The Blues Hacks experience is similar to working in the technology field, said Shane. “At CampBrain, when I tasked the team to come up with a proof of concept for a new feature, it looked very much the same (although the task was usually less open-ended): multiple people working together in a small team to define the problem, brainstorm ideas, decide which to pursue, prioritize and pare down the scope to meet the time constraints, hack it together so it's ready for a compelling pitch and actually make the pitch in front of decision-makers.”

M4s (grade 10s) Henry, Abhiraj and Marcus receive first place from alumni judge Elvis Wong ‘11 for their game NeuroAImers. Photo courtesy of S6 Jason. 

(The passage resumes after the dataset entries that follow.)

#[cfg(test)]
mod tests {
    use super::*;
    use crate::model::Priority;
    use chrono::TimeZone;
    use std::fs;
    use tempfile::TempDir;

    fn now() -> DateTime<Utc> {
        Utc.timestamp_millis_opt(1_700_000_000_000).unwrap()
    }

    fn storage(dir: &TempDir) -> Storage {
        Storage::new(dir.path(), StorageConfig::default())
    }

    #[test]
    fn missing_primary_is_initialized_empty() {
        let dir = TempDir::new().unwrap();
        let storage = storage(&dir);
        let report = storage.gateway().load(now());
        assert_eq!(report.source, Source::Primary);
        assert!(report.projects.is_empty());
        assert_eq!(fs::read_to_string(storage.db_file()).unwrap(), "[]");
    }

    #[test]
    fn save_writes_pretty_json_and_reloads_sorted() {
        let dir = TempDir::new().unwrap();
        let storage = storage(&dir);
        let projects = vec![
            Project::new(20, "b", Priority::Low, now()),
            Project::new(10, "a", Priority::High, now()),
        ];
        assert_eq!(storage.gateway().save(&projects).unwrap(), Source::Primary);

        let text = fs::read_to_string(storage.db_file()).unwrap();
        assert!(text.starts_with("[\n  {\n    \"id\": 20"));

        let report = storage.gateway().load(now());
        let ids: Vec<u64> = report.projects.iter().map(|p| p.id).collect();
        assert_eq!(ids, vec![10, 20]);
    }

    #[test]
    fn corrupt_primary_falls_back_to_secondary() {
        let dir = TempDir::new().unwrap();
        let storage = storage(&dir);
        fs::write(storage.db_file(), "{ not json").unwrap();
        let backup = serde_json::to_string(&vec![Project::new(1, "kept", Priority::Normal, now())])
            .unwrap();
        storage.kv_file().set("zen_backup_web", &backup).unwrap();

        let report = storage.gateway().load(now());
        assert_eq!(report.source, Source::Secondary);
        assert_eq!(report.projects[0].name, "kept");
    }

    #[test]
    fn object_primary_falls_back_to_secondary() {
        let dir = TempDir::new().unwrap();
        let storage = storage(&dir);
        fs::write(storage.db_file(), "{}").unwrap();
        let backup = serde_json::to_string(&vec![Project::new(2, "backup", Priority::Normal, now())])
            .unwrap();
        storage.kv_file().set("zen_backup_web", &backup).unwrap();

        let report = storage.gateway().load(now());
        assert_eq!(report.source, Source::Secondary);
        assert_eq!(report.projects[0].name, "backup");
    }

    #[test]
    fn key_value_file_keeps_other_keys() {
        let dir = TempDir::new().unwrap();
        let kv = KeyValueFile::new(dir.path().join("local-storage.json"));
        kv.set("a", "1").unwrap();
        kv.set("b", "2").unwrap();
        kv.set("a", "3").unwrap();
        assert_eq!(kv.get("a").unwrap().as_deref(), Some("3"));
        assert_eq!(kv.get("b").unwrap().as_deref(), Some("2"));
        assert_eq!(kv.get("c").unwrap(), None);
    }

    #[test]
    fn sessions_and_ledger_round_trip() {
        let dir = TempDir::new().unwrap();
        let storage = storage(&dir);
        assert!(storage.load_sessions().is_empty());
        assert!(storage.load_ledger().is_empty());

        let session = FocusSession {
            id: 1,
            project_id: 2,
            task_id: None,
            start_time: now(),
            end_time: None,
            duration: 0,
            was_completed: false,
        };
        storage.save_sessions(std::slice::from_ref(&session)).unwrap();
        assert_eq!(storage.load_sessions(), vec![session]);
    }

    #[test]
    fn export_uses_dated_name_in_directories() {
        let dir = TempDir::new().unwrap();
        let date = NaiveDate::from_ymd_opt(2024, 3, 9).unwrap();
        let path = export(&[], dir.path(), date).unwrap();
        assert_eq!(path.file_name().unwrap(), "zen_backup_2024-03-09.json");
        assert_eq!(fs::read_to_string(path).unwrap(), "[]");
    }

    #[test]
    fn explicit_data_dir_wins() {
        let dir = resolve_data_dir(Some(PathBuf::from("/tmp/zen-test"))).unwrap();
        assert_eq!(dir, PathBuf::from("/tmp/zen-test"));
    }
}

Henry, Marcus and Abhiraj won first place for their game, but the real prize is the satisfaction of completing a project and the neural networks they developed. “We can use the neural network we built and take components to apply to other projects in the future,” said Marcus. 

At the end of the day, Gordon, who leads a team of more than 150 engineers and managers at Intel, delivered the closing keynote with these words of advice for students: “Always Be Hacking. Be Passionate. Be Whole.” 

 

Gordon Chiu ’00, a senior director of software engineering and site director at Intel delivers the closing keynote. Photo courtesy of S6 Jason. 

He encouraged students to “stay ahead of that technology curve” and try to capture the spirit of the hackathon – that feeling of learning and growing – in their lives. Being passionate is also important: when you’re passionate about the projects you are working on, success will follow you. The third part of his advice is to be whole, by becoming a well-rounded person who can go beyond the technology and communicate with others. 

He spoke about Moore’s law, famously defined by Gordon Moore in 1965 as saying the number of transistors on a chip doubles every 18 to 24 months, which means the number of calculations it can do doubles as well, creating exponential growth in computer capacity.  

“There is no greater example of this than we saw this weekend,” said Gordon. “What a few high school students can accomplish in a weekend today would have taken an entire team a month, 10 years ago, and been nearly impossible 20 years ago.”